Lets start with the review:

Earlier Tests – One reason we didn’t produce as many tests as I would wish today is that we didn’t do TDD. It probably was a correct decission the last time, since it would have been just to much. But this time I will practice TDD as good as I can.

We did lots of TDD in the project and I love it. Its great and although everybody is bitching about the code quality, I think we are way better of then most of the projects I have seen. After all this XKCD cartoon is still valid. So this one is a keeper.

Cleaner Code – One of the first tests I wrote back then was a test to ensure that we don’t have circular dependencies. We succeeded in this, but still parts of the system a pretty tangled. We gonna improve that. Appart from the knowledge I took from Clean Code I’ll plan to use the toxicity metric as an important tool for that.

I spent quite some time trying to improve code, the ability of myself and coworkers to write clean code and that is certainly a good thing. Another keeper. As always there is still lots of room for improvement.

Dependency Injection – We considered using Spring and decided against it, because we already had about 20 libraries we hardly knew in the project. Again at that time it was a reasonable decision. But in the meantime I learned what we could have gained by using Spring. I’ll propose using it, but even when the team declines again, I’ll be able to use the concept in order to improve the code base.

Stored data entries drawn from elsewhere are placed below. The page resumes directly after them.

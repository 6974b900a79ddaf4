// Copyright 2026 Element Creations Ltd.
//
// SPDX-License-Identifier: AGPL-3.0-only OR LicenseRef-Element-Commercial
// Please see LICENSE files in the repository root for full details.

use std::{num::NonZeroUsize, time::Duration};

use anyhow::Context;
use sweeper_config::{DatabaseConfig, RetentionConfig, RetryConfig};
use sweeper_data_model::{Clock, RetentionPredicate};
use sweeper_tasks::{RetentionSettings, RetryPolicy};
use sqlx::{
    ConnectOptions, PgConnection, PgPool,
    postgres::{PgConnectOptions, PgPoolOptions},
};
use tracing::log::LevelFilter;

fn database_connect_options_from_config(
    config: &DatabaseConfig,
    opts: &DatabaseConnectOptions,
) -> Result<PgConnectOptions, anyhow::Error> {
    let options = if let Some(uri) = config.uri.as_deref() {
        uri.parse()
            .context("could not parse database connection string")?
    } else {
        let mut opts = PgConnectOptions::new().application_name("sweeper");

        if let Some(host) = config.host.as_deref() {
            opts = opts.host(host);
        }

        if let Some(port) = config.port {
            opts = opts.port(port);
        }

        if let Some(socket) = config.socket.as_deref() {
            opts = opts.socket(socket);
        }

        if let Some(username) = config.username.as_deref() {
            opts = opts.username(username);
        }

        if let Some(password) = config.password.as_deref() {
            opts = opts.password(password);
        }

        if let Some(database) = config.database.as_deref() {
            opts = opts.database(database);
        }

        opts
    };

    let options = match (config.ssl_ca.as_deref(), config.ssl_ca_file.as_deref()) {
        (None, None) => options,
        (Some(pem), None) => options.ssl_root_cert_from_pem(pem.as_bytes().to_owned()),
        (None, Some(path)) => options.ssl_root_cert(path),
        (Some(_), Some(_)) => {
            anyhow::bail!("invalid database configuration: both `ssl_ca` and `ssl_ca_file` are set")
        }
    };

    let options = match (
        config.ssl_certificate.as_deref(),
        config.ssl_certificate_file.as_deref(),
    ) {
        (None, None) => options,
        (Some(pem), None) => options.ssl_client_cert_from_pem(pem.as_bytes()),
        (None, Some(path)) => options.ssl_client_cert(path),
        (Some(_), Some(_)) => anyhow::bail!(
            "invalid database configuration: both `ssl_certificate` and `ssl_certificate_file` are set"
        ),
    };

    let options = match (config.ssl_key.as_deref(), config.ssl_key_file.as_deref()) {
        (None, None) => options,
        (Some(pem), None) => options.ssl_client_key_from_pem(pem.as_bytes()),
        (None, Some(path)) => options.ssl_client_key(path),
        (Some(_), Some(_)) => anyhow::bail!(
            "invalid database configuration: both `ssl_key` and `ssl_key_file` are set"
        ),
    };

    let options = if let Some(ssl_mode) = config.ssl_mode {
        use sqlx::postgres::PgSslMode as Pg;
        use sweeper_config::PgSslMode as Config;

        options.ssl_mode(match ssl_mode {
            Config::Disable => Pg::Disable,
            Config::Allow => Pg::Allow,
            Config::Prefer => Pg::Prefer,
            Config::Require => Pg::Require,
            Config::VerifyCa => Pg::VerifyCa,
            Config::VerifyFull => Pg::VerifyFull,
        })
    } else {
        options
    };

    let mut options = options.log_statements(LevelFilter::Debug);

    if opts.log_slow_statements {
        options = options.log_slow_statements(LevelFilter::Warn, Duration::from_secs(1));
    }

    Ok(options)
}

/// Create a database connection pool from the configuration
#[tracing::instrument(name = "db.connect", skip_all)]
pub async fn database_pool_from_config(config: &DatabaseConfig) -> Result<PgPool, anyhow::Error> {
    let options = database_connect_options_from_config(config, &DatabaseConnectOptions::default())?;
    PgPoolOptions::new()
        .max_connections(config.max_connections.into())
        .min_connections(config.min_connections)
        .acquire_timeout(config.connect_timeout)
        .idle_timeout(config.idle_timeout)
        .max_lifetime(config.max_lifetime)
        .connect_with(options)
        .await
        .context("could not connect to the database")
}

pub struct DatabaseConnectOptions {
    pub log_slow_statements: bool,
}

impl Default for DatabaseConnectOptions {
    fn default() -> Self {
        Self {
            log_slow_statements: true,
        }
    }
}

/// Create a single database connection from the configuration
#[tracing::instrument(name = "db.connect", skip_all)]
pub async fn database_connection_from_config(
    config: &DatabaseConfig,
) -> Result<PgConnection, anyhow::Error> {
    database_connect_options_from_config(config, &DatabaseConnectOptions::default())?
        .connect()
        .await
        .context("could not connect to the database")
}

pub fn retry_policy_from_config(config: &RetryConfig) -> RetryPolicy {
    RetryPolicy {
        max_retries: config.max_retries,
        initial_delay: config.initial_delay(),
        max_delay: config.max_delay(),
        backoff_multiplier: config.backoff_multiplier,
    }
}

/// Resolve the retention configuration into the settings of a deleter
///
/// A relative cutoff is computed once from the clock, so it stays fixed for
/// the whole run.
pub fn retention_settings_from_config(
    config: &RetentionConfig,
    clock: &dyn Clock,
) -> Result<RetentionSettings, anyhow::Error> {
    let Some(cutoff) = config.cutoff(clock.now()) else {
        anyhow::bail!(
            "no retention cutoff configured, set either `retention.cutoff_timestamp` or `retention.older_than`"
        );
    };

    let predicate = RetentionPredicate::new(config.kind.clone(), cutoff)
        .context("invalid retention predicate")?;

    let batch_size =
        NonZeroUsize::new(config.batch_size).context("the batch size must be positive")?;

    let mut settings = RetentionSettings::new(predicate, batch_size)
        .with_collection(config.collection)
        .with_delay(config.delay())
        .with_retry(retry_policy_from_config(&config.retry));

    if let Some(max_total) = config.max_total {
        settings = settings.with_max_total(max_total);
    }

    Ok(settings)
}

I failed to make this one real. We had to use a framework which among other problems made it hard (impossible?) to use Spring or anything similar in one large part of the project. We used it a little on the back end, but probably had profited if we had used more features of it. But although we really had only a little Spring in our project I learned to hat its XML configuration. What a royal pain in the a***. But I here there are alternatives out there. We’ll see.

So on average my resolution worked out well. I was able to follow through with them and it was to the advantage of the project.

So what will I try to improve on the next project?

Less reflection: I really should have put that in the previous resolution. But sometimes it takes time to learn. Reflection is a powerful tool. But it has a tendency to point itself in the general direction of your feet. It breaks refactoring tools. It hides dependencies and after all in 9 out of 10 cases it is just a workaround for missing language features. I doubt I’ll convince you with this statement if you aren’t already convinced, but the explanation has to wait for another article.

Cleaner Packages: As I have written before I think cyclic dependencies on the package level are evil.  So early on I established a rule that disallowed cyclic dependencies on package level (and also set some other rules regarding package dependencies). The result: We ended up with a package with over 150 classes in it at some point. For about one third of it even my 7 year old son could have told you these classes where in the wrong package. The problem of course was that it was easier to put a class in the wrong package than figuring out how to structure code and packages in a way that made sense and was legal according to the rules. So I guess the next time I’ll bring an extra test that checks for the size of the package oh and another check that keeps me informed when somebody changes the limits in these tests. But more important then the technical side is the fact that I’ll have to teach why such rules makes sense and how one can obey them. Certainly a valuable lesson to learn.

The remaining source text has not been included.